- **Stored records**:
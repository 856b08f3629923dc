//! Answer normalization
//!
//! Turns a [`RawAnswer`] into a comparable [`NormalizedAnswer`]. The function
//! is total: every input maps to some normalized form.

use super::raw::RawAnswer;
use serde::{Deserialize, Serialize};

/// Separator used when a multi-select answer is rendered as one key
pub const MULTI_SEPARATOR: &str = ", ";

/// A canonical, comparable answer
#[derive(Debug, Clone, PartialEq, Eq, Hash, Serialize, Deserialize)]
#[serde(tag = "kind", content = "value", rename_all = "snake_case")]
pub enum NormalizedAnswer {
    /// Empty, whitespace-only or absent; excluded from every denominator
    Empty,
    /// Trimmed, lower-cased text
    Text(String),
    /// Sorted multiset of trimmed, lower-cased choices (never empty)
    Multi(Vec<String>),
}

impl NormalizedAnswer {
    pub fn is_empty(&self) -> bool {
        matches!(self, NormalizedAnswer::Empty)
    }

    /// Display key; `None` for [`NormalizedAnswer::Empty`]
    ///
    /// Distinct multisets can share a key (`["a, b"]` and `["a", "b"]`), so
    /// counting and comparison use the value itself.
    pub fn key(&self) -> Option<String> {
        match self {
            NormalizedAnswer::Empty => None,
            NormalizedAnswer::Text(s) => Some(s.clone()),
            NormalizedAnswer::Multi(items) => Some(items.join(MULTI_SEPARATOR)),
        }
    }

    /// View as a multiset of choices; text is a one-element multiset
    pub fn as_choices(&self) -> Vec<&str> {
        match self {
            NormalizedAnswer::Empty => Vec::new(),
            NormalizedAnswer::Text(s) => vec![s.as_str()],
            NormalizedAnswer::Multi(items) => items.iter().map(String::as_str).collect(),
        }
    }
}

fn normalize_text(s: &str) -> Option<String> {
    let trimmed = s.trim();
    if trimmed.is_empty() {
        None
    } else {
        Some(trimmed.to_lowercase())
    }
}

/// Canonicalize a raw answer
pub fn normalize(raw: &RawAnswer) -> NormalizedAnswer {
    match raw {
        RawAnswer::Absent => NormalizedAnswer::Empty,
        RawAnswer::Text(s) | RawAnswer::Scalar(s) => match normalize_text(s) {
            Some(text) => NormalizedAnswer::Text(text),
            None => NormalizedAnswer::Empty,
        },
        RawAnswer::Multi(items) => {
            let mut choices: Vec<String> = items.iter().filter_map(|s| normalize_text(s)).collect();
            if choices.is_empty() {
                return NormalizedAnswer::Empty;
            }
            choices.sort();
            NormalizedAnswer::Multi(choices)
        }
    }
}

- **What is being asked**:
Exactly as they stand, please print the lines from the first line of the records above down to the line that includes "pub fn is_empty(&self)", both of those included and no others.

- **Exercise result**:
repository 856b08f3629923dc
//! Answer normalization
//!
//! Turns a [`RawAnswer`] into a comparable [`NormalizedAnswer`]. The function
//! is total: every input maps to some normalized form.

use super::raw::RawAnswer;
use serde::{Deserialize, Serialize};

/// Separator used when a multi-select answer is rendered as one key
pub const MULTI_SEPARATOR: &str = ", ";

/// A canonical, comparable answer
#[derive(Debug, Clone, PartialEq, Eq, Hash, Serialize, Deserialize)]
#[serde(tag = "kind", content = "value", rename_all = "snake_case")]
pub enum NormalizedAnswer {
    /// Empty, whitespace-only or absent; excluded from every denominator
    Empty,
    /// Trimmed, lower-cased text
    Text(String),
    /// Sorted multiset of trimmed, lower-cased choices (never empty)
    Multi(Vec<String>),
}

impl NormalizedAnswer {
    pub fn is_empty(&self) -> bool {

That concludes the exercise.